Leeservaring uit 1990, of daaromtrent
Gerard Reve is een mij dierbaar schrijver, al ben ik laat tot hem bekeerd. Dat is te wijten aan het eerste boek dat ik van zijn hand las: Wolf. Een initiële ervaring zet een norm en dat ik ook hier duidelijk het geval. Jarenlang heb ik gespuugd op Reve en enkel op grond van deze broertjes- en sprookjesroman, die wat mij betreft nog altijd met ingang van nu geëlimineerd mag worden uit 's mans oeuvre, dat verder groots is, wat ik ervan ken dan.
Ik ben 'herbegonnen' met Een stille vriend en in snel tempo volgden De taal der liefde, Lieve jongens, Op weg naar het einde, Nader tot u, een vijftal brievenbundels, waaronder Ik had hem lief, en wat jeugdiger werk zoals Werther Nieland/De ondergang van de familie Boslowits. Lang geleden las ik uiteraard ook De avonden. En ik kan nu stellig verzekeren dat álles gelezen gaat worden, want mijn oordeel over Reve is totaal omgeslagen en is eindelijk daar waar het behoort te zijn: bij bewondering.

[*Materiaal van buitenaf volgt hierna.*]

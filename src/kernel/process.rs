//! Process lifecycle primitives: fork, blocking reap, non-blocking crash query.

use crate::config::types::Result;
use nix::errno::Errno;
use nix::sys::signal::Signal;
use nix::sys::wait::{waitpid, WaitPidFlag, WaitStatus};
use nix::unistd::{fork, ForkResult, Pid};

/// Termination status of a child as reported to the controller
#[derive(Debug, Clone, Copy, Default, PartialEq, Eq)]
pub struct CrashStatus {
    /// The child terminated abnormally
    pub crashed: bool,
    /// The child is no longer running (and has been waited for)
    pub exited: bool,
}

/// Duplicate the calling process.
///
/// The child must restrict itself to work that is safe after fork in a
/// process that may have had other threads.
pub fn fork_process() -> Result<ForkResult> {
    // SAFETY: callers branch on the result immediately; the child only runs
    // single-threaded setup before returning control to its embedder.
    let result = unsafe { fork() }?;
    Ok(result)
}

/// Block until `pid` terminates and collect it
pub fn reap_blocking(pid: Pid) -> Result<WaitStatus> {
    loop {
        match waitpid(pid, None) {
            Ok(status @ WaitStatus::Exited(_, _)) | Ok(status @ WaitStatus::Signaled(_, _, _)) => {
                return Ok(status)
            }
            Ok(_) => continue,
            Err(Errno::EINTR) => continue,
            Err(e) => return Err(e.into()),
        }
    }
}

/// Query whether `pid` has terminated, without blocking.
///
/// A terminated child is collected by this call. Wait failures (for example
/// a pid that is not our child) are logged and reported as "still running",
/// since nothing better is known about it.
pub fn termination_status(pid: Pid) -> CrashStatus {
    let status = loop {
        match waitpid(pid, Some(WaitPidFlag::WNOHANG)) {
            Err(Errno::EINTR) => continue,
            other => break other,
        }
    };

    match status {
        Ok(WaitStatus::Exited(_, code)) => CrashStatus {
            crashed: code != 0,
            exited: true,
        },
        Ok(WaitStatus::Signaled(_, signal, _)) => CrashStatus {
            crashed: is_crash_signal(signal),
            exited: true,
        },
        Ok(_) => CrashStatus::default(),
        Err(e) => {
            log::warn!("waitpid({}) failed: {}", pid, e);
            CrashStatus::default()
        }
    }
}

/// Exit code a shell would report for this wait status
pub fn exit_code(status: &WaitStatus) -> Option<i32> {
    match status {
        WaitStatus::Exited(_, code) => Some(*code),
        WaitStatus::Signaled(_, signal, _) => Some(128 + *signal as i32),
        _ => None,
    }
}

fn is_crash_signal(signal: Signal) -> bool {
    matches!(
        signal,
        Signal::SIGSEGV | Signal::SIGILL | Signal::SIGABRT | Signal::SIGFPE | Signal::SIGBUS
    )
}

#[cfg(test)]
mod tests {
    use super::*;

    fn spawn_exiting(code: i32) -> Pid {
        match fork_process().unwrap() {
            ForkResult::Child => unsafe { libc::_exit(code) },
            ForkResult::Parent { child } => child,
        }
    }

    #[test]
    fn test_clean_exit_is_not_a_crash() {
        let child = spawn_exiting(0);
        let status = reap_blocking(child).unwrap();
        assert_eq!(exit_code(&status), Some(0));
    }

    #[test]
    fn test_nonzero_exit_counts_as_crash() {
        let child = spawn_exiting(3);
        let status = loop {
            let status = termination_status(child);
            if status.exited {
                break status;
            }
            std::thread::sleep(std::time::Duration::from_millis(10));
        };
        assert!(status.crashed);
    }

    #[test]
    fn test_unknown_pid_reports_not_exited() {
        let status = termination_status(Pid::from_raw(i32::MAX));
        assert_eq!(status, CrashStatus::default());
    }

    #[test]
    fn test_crash_signals() {
        assert!(is_crash_signal(Signal::SIGSEGV));
        assert!(is_crash_signal(Signal::SIGABRT));
        assert!(!is_crash_signal(Signal::SIGTERM));
        assert!(!is_crash_signal(Signal::SIGKILL));
    }
}
#![doc = include_str!("../README.md")]

mod codec;
mod config;
mod error;
mod extractor;
mod filter;
mod map;
mod processor;
mod requests;
pub mod service;
mod session;

pub use codec::{CborCodec, Codec, JsonCodec};
pub use config::{SessionConfig, SessionConfigBuilder, TlsOptions};
pub use error::{Error, Result};
pub use extractor::Extractor;
pub use filter::{event_mask, Filter};
pub use map::{ListenerBuilder, MapEvent, MapLifecycleEvent, MapListener, NamedMap};
pub use processor::{Comparator, Processor};
pub use service::events::MapEventKind;
pub use session::{Session, SessionEvent};
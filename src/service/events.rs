/*
 * Copyright 2025 KeyGrid Project
 *
 * Licensed under the Apache License, Version 2.0 (the "License");
 * you may not use this file except in compliance with the License.
 * You may obtain a copy of the License at
 *
 *     http://www.apache.org/licenses/LICENSE-2.0
 *
 * Unless required by applicable law or agreed to in writing, software
 * distributed under the License is distributed on an "AS IS" BASIS,
 * WITHOUT WARRANTIES OR CONDITIONS OF ANY KIND, either express or implied.
 * See the License for the specific language governing permissions and
 * limitations under the License.
 */
//! Messages exchanged on the bidirectional event stream of a named map.
//!
//! The client writes [`ListenerRequest`]s and reads [`ListenerResponse`]s.
//! Correlation ids are opaque strings unique within one stream; the server
//! echoes them back on `subscribed`/`unsubscribed` acknowledgements.

use bytes::Bytes;
use serde::{Deserialize, Serialize};

/// The kind of change a map event reports.
#[derive(Clone, Copy, Debug, Serialize, Deserialize, PartialEq, Eq)]
#[serde(rename_all = "camelCase")]
pub enum MapEventKind {
    Inserted,
    Updated,
    Deleted,
}

/// A change notification as it travels on the wire: encoded key and values
/// plus the server-assigned ids of every filter subscription it matched.
///
/// Lite subscriptions receive events without the value payloads.
#[derive(Clone, Debug, Serialize, Deserialize, PartialEq)]
#[serde(rename_all = "camelCase")]
pub struct EventMessage {
    pub kind: MapEventKind,
    pub key: Bytes,
    pub old_value: Option<Bytes>,
    pub new_value: Option<Bytes>,
    #[serde(default)]
    pub filter_ids: Vec<u64>,
}

/// Client-to-server messages on the event stream.
#[derive(Clone, Debug, Serialize, Deserialize, PartialEq)]
#[serde(rename_all = "camelCase", tag = "type")]
pub enum ListenerRequest {
    /// Opens the stream; must be the first message and acknowledged before
    /// any subscription is sent.
    #[serde(rename_all = "camelCase")]
    Init { id: String },
    #[serde(rename_all = "camelCase")]
    SubscribeKey { id: String, key: Bytes, lite: bool },
    #[serde(rename_all = "camelCase")]
    UnsubscribeKey { id: String, key: Bytes },
    #[serde(rename_all = "camelCase")]
    SubscribeFilter { id: String, filter: Bytes, lite: bool },
    /// Unsubscribes by the server-assigned filter id returned on the
    /// matching subscribe acknowledgement.
    #[serde(rename_all = "camelCase")]
    UnsubscribeFilter { id: String, filter_id: u64 },
}

impl ListenerRequest {
    /// The correlation id this request carries.
    pub fn id(&self) -> &str {
        match self {
            ListenerRequest::Init { id }
            | ListenerRequest::SubscribeKey { id, .. }
            | ListenerRequest::UnsubscribeKey { id, .. }
            | ListenerRequest::SubscribeFilter { id, .. }
            | ListenerRequest::UnsubscribeFilter { id, .. } => id,
        }
    }
}

/// Server-to-client messages on the event stream.
#[derive(Clone, Debug, Serialize, Deserialize, PartialEq)]
#[serde(rename_all = "camelCase", tag = "type")]
pub enum ListenerResponse {
    /// Acknowledges an `init` or subscribe request. Filter subscribes
    /// additionally carry the server-assigned filter id used to route
    /// subsequent events.
    #[serde(rename_all = "camelCase")]
    Subscribed { id: String, filter_id: Option<u64> },
    #[serde(rename_all = "camelCase")]
    Unsubscribed { id: String },
    /// A change notification; see [`EventMessage`].
    #[serde(rename_all = "camelCase")]
    Event {
        #[serde(flatten)]
        event: EventMessage,
    },
    /// The map was destroyed server-side; the stream ends after this.
    Destroyed,
    /// The map was truncated server-side.
    Truncated,
    /// A stream-level failure reported by the server.
    #[serde(rename_all = "camelCase")]
    Error { code: i32, message: String },
}
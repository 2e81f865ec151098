/*
 * Copyright 2025 KeyGrid Project
 *
 * Licensed under the Apache License, Version 2.0 (the "License");
 * you may not use this file except in compliance with the License.
 * You may obtain a copy of the License at
 *
 *     http://www.apache.org/licenses/LICENSE-2.0
 *
 * Unless required by applicable law or agreed to in writing, software
 * distributed under the License is distributed on an "AS IS" BASIS,
 * WITHOUT WARRANTIES OR CONDITIONS OF ANY KIND, either express or implied.
 * See the License for the specific language governing permissions and
 * limitations under the License.
 */
//! The opaque RPC contract between the client core and the grid.
//!
//! [`GridService`] is the seam a concrete transport implements. The client
//! never interprets the wire protocol itself: it hands the transport fully
//! encoded descriptors (keys, values and filters are already codec output)
//! and consumes plain results. Streamed query operations arrive as flat item
//! streams; a transport that receives pages flattens them before yielding.

use async_trait::async_trait;
use bytes::Bytes;
use futures::stream::BoxStream;
use serde::{Deserialize, Serialize};
use tokio::sync::mpsc;

use crate::Result;

pub mod events;

use events::{ListenerRequest, ListenerResponse};

/// Identifies a named map: its name plus the codec format of its payloads.
#[derive(Clone, Debug, Serialize, Deserialize, PartialEq, Eq)]
#[serde(rename_all = "camelCase")]
pub struct CacheRequest {
    pub cache: String,
    pub format: String,
}

#[derive(Clone, Debug, Serialize, Deserialize, PartialEq, Eq)]
#[serde(rename_all = "camelCase")]
pub struct KeyRequest {
    pub cache: String,
    pub format: String,
    pub key: Bytes,
}

#[derive(Clone, Debug, Serialize, Deserialize, PartialEq, Eq)]
#[serde(rename_all = "camelCase")]
pub struct ValueRequest {
    pub cache: String,
    pub format: String,
    pub value: Bytes,
}

/// A key/value pair with an optional time-to-live. `ttl_millis` of zero means
/// the server default.
#[derive(Clone, Debug, Serialize, Deserialize, PartialEq, Eq)]
#[serde(rename_all = "camelCase")]
pub struct EntryRequest {
    pub cache: String,
    pub format: String,
    pub key: Bytes,
    pub value: Bytes,
    pub ttl_millis: i64,
}

#[derive(Clone, Debug, Serialize, Deserialize, PartialEq, Eq)]
#[serde(rename_all = "camelCase")]
pub struct ReplaceMappingRequest {
    pub cache: String,
    pub format: String,
    pub key: Bytes,
    pub expected: Bytes,
    pub replacement: Bytes,
}

/// An encoded key/value pair as it appears in bulk requests and streamed
/// entry responses.
#[derive(Clone, Debug, Serialize, Deserialize, PartialEq, Eq)]
#[serde(rename_all = "camelCase")]
pub struct BinaryEntry {
    pub key: Bytes,
    pub value: Bytes,
}

#[derive(Clone, Debug, Serialize, Deserialize, PartialEq, Eq)]
#[serde(rename_all = "camelCase")]
pub struct PutAllRequest {
    pub cache: String,
    pub format: String,
    pub entries: Vec<BinaryEntry>,
    pub ttl_millis: i64,
}

#[derive(Clone, Debug, Serialize, Deserialize, PartialEq, Eq)]
#[serde(rename_all = "camelCase")]
pub struct GetAllRequest {
    pub cache: String,
    pub format: String,
    pub keys: Vec<Bytes>,
}

/// A filtered query over keys, values or entries. An absent filter selects
/// everything.
#[derive(Clone, Debug, Serialize, Deserialize, PartialEq, Eq)]
#[serde(rename_all = "camelCase")]
pub struct QueryRequest {
    pub cache: String,
    pub format: String,
    pub filter: Option<Bytes>,
}

#[derive(Clone, Debug, Serialize, Deserialize, PartialEq, Eq)]
#[serde(rename_all = "camelCase")]
pub struct IndexRequest {
    pub cache: String,
    pub format: String,
    pub extractor: Bytes,
    pub sorted: bool,
    pub comparator: Option<Bytes>,
}

#[derive(Clone, Debug, Serialize, Deserialize, PartialEq, Eq)]
#[serde(rename_all = "camelCase")]
pub struct InvokeRequest {
    pub cache: String,
    pub format: String,
    pub key: Bytes,
    pub processor: Bytes,
}

/// The target of a bulk invocation: an explicit key set or a filter.
#[derive(Clone, Debug, Serialize, Deserialize, PartialEq, Eq)]
#[serde(rename_all = "camelCase", tag = "type")]
pub enum InvokeTarget {
    Keys { keys: Vec<Bytes> },
    Filter { filter: Bytes },
}

#[derive(Clone, Debug, Serialize, Deserialize, PartialEq, Eq)]
#[serde(rename_all = "camelCase")]
pub struct InvokeAllRequest {
    pub cache: String,
    pub format: String,
    pub target: InvokeTarget,
    pub processor: Bytes,
}

/// A nullable result payload.
///
/// The grid cannot distinguish "mapped to null" from "absent" on the wire, so
/// both arrive here; an absent or empty value decodes to `None` exactly once.
#[derive(Clone, Debug, Default, Serialize, Deserialize, PartialEq, Eq)]
#[serde(rename_all = "camelCase")]
pub struct OptionalValue {
    pub present: bool,
    pub value: Bytes,
}

impl OptionalValue {
    pub fn of(value: Bytes) -> OptionalValue {
        OptionalValue {
            present: true,
            value,
        }
    }

    pub fn missing() -> OptionalValue {
        OptionalValue::default()
    }

    /// Collapses absent and empty payloads into `None`.
    pub fn into_option(self) -> Option<Bytes> {
        if self.present && !self.value.is_empty() {
            Some(self.value)
        } else {
            None
        }
    }
}

/// The duplex event stream of one named map.
///
/// Requests are written into a bounded channel: a full write buffer
/// suspends the caller, which is the only backpressure mechanism the client
/// applies. Dropping the sender cancels the stream; the transport then ends
/// `responses`.
pub struct EventChannel {
    pub requests: mpsc::Sender<ListenerRequest>,
    pub responses: BoxStream<'static, Result<ListenerResponse>>,
}

/// A remote grid as the client core consumes it.
///
/// One method per named-map operation plus the bidirectional event stream.
/// Implementations serialize channel access internally; callers may invoke
/// any method concurrently. Errors surface unchanged; the core never
/// retries.
#[async_trait]
pub trait GridService: Send + Sync + 'static {
    async fn get(&self, request: KeyRequest) -> Result<OptionalValue>;

    async fn get_all(&self, request: GetAllRequest) -> Result<BoxStream<'static, Result<BinaryEntry>>>;

    async fn put(&self, request: EntryRequest) -> Result<OptionalValue>;

    async fn put_if_absent(&self, request: EntryRequest) -> Result<OptionalValue>;

    async fn put_all(&self, request: PutAllRequest) -> Result<()>;

    async fn remove(&self, request: KeyRequest) -> Result<OptionalValue>;

    /// Removes the entry only when it is currently mapped to the given value.
    async fn remove_mapping(&self, request: EntryRequest) -> Result<bool>;

    async fn replace(&self, request: EntryRequest) -> Result<OptionalValue>;

    /// Replaces the entry only when it is currently mapped to the expected value.
    async fn replace_mapping(&self, request: ReplaceMappingRequest) -> Result<bool>;

    async fn contains_key(&self, request: KeyRequest) -> Result<bool>;

    async fn contains_value(&self, request: ValueRequest) -> Result<bool>;

    async fn contains_entry(&self, request: EntryRequest) -> Result<bool>;

    async fn size(&self, request: CacheRequest) -> Result<u64>;

    async fn is_empty(&self, request: CacheRequest) -> Result<bool>;

    async fn clear(&self, request: CacheRequest) -> Result<()>;

    /// Removes all entries without raising per-entry events.
    async fn truncate(&self, request: CacheRequest) -> Result<()>;

    /// Destroys the map grid-wide.
    async fn destroy(&self, request: CacheRequest) -> Result<()>;

    async fn key_set(&self, request: QueryRequest) -> Result<BoxStream<'static, Result<Bytes>>>;

    async fn entry_set(&self, request: QueryRequest) -> Result<BoxStream<'static, Result<BinaryEntry>>>;

    async fn values(&self, request: QueryRequest) -> Result<BoxStream<'static, Result<Bytes>>>;

    async fn invoke(&self, request: InvokeRequest) -> Result<OptionalValue>;

    async fn invoke_all(&self, request: InvokeAllRequest) -> Result<BoxStream<'static, Result<BinaryEntry>>>;

    async fn add_index(&self, request: IndexRequest) -> Result<()>;

    async fn remove_index(&self, request: IndexRequest) -> Result<()>;

    /// Opens the bidirectional event stream for one named map.
    async fn events(&self, request: CacheRequest) -> Result<EventChannel>;

    /// Closes the underlying channel. Called once, by the owning session.
    async fn close(&self) -> Result<()>;
}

Het feit dat zijn meestgebruikte literaire vorm de brief is, spreekt mij zeer aan, omdat ik in mijn bescheiden pogingen tot schrijven, ook regelmatig terugkeer naar de briefvorm. Het sterkste
punt bij Reve vind ik zijn vergaand nihilisme en de daaruit voortvloeiende humor. Vrijwel nergens klinkt er bitterheid of rancune, hooguit jegens hemzelf of het leven in het algemeen. "Het
leven is een kruisdraging" (Op weg, p.15).
Er zit een toon van onaantastbare ergernis in, die mij doet denken aan E. du Perron. Zoals Reve in zijn 'Brief uit Edinburgh' zijn reis beschrijft per boot ("om de mensen hoeft u het niet te doen"), lijkt mij sterk verwant aan de manier waarop Du Perron eenzelfde slag volk een kopje kleiner maakt in zijn Scheepsjournaal van Arthur Ducroo, een werk dat door al zijn literaire vrienden als 'inferieur en oninteressant' werd afgedaan.
Er zijn weinig boeken waarbij ik zo onbedaarlijk heb zitten lachen als bij die van Gerard Reve. De twee hier te behandelen boeken doen wat dit betreft ook aardig hun best, maar blijven toch
minder vrij in het kwinkslagerig nihilisme als Reves latere werken. Misschien nemen ze juist daarom een speciale plaats in bij mij. Desalniettemin... bij een toevoeging als volgende, na een
mogelijk compromiterende uitspraak haal ik opgeruimd adem: "(...) niet zeuren, u begrijpt drommels goed wat ik bedoel".
Veel van wat Reve schrijft is zeer aanvechtbaar, zoals bijvoorbeeld zijn houding ten aanzien van geld, maar zijn ongecompliceerde betoogtrant heeft op mij in ieder geval zo'n uitwerking, dat ik niets anders kan dan mij voor de duur van het lezen van het boek volledig achter Reve scharen. "Die twaalf gulden zijn de reden dat ik deze brief schrijf, want daarzonder wens ik u, zo dol als ik op u ben, allemaal, ongezien, de kanker." Het kan, het mag, alles wat Reve zegt is gelegitimeerd.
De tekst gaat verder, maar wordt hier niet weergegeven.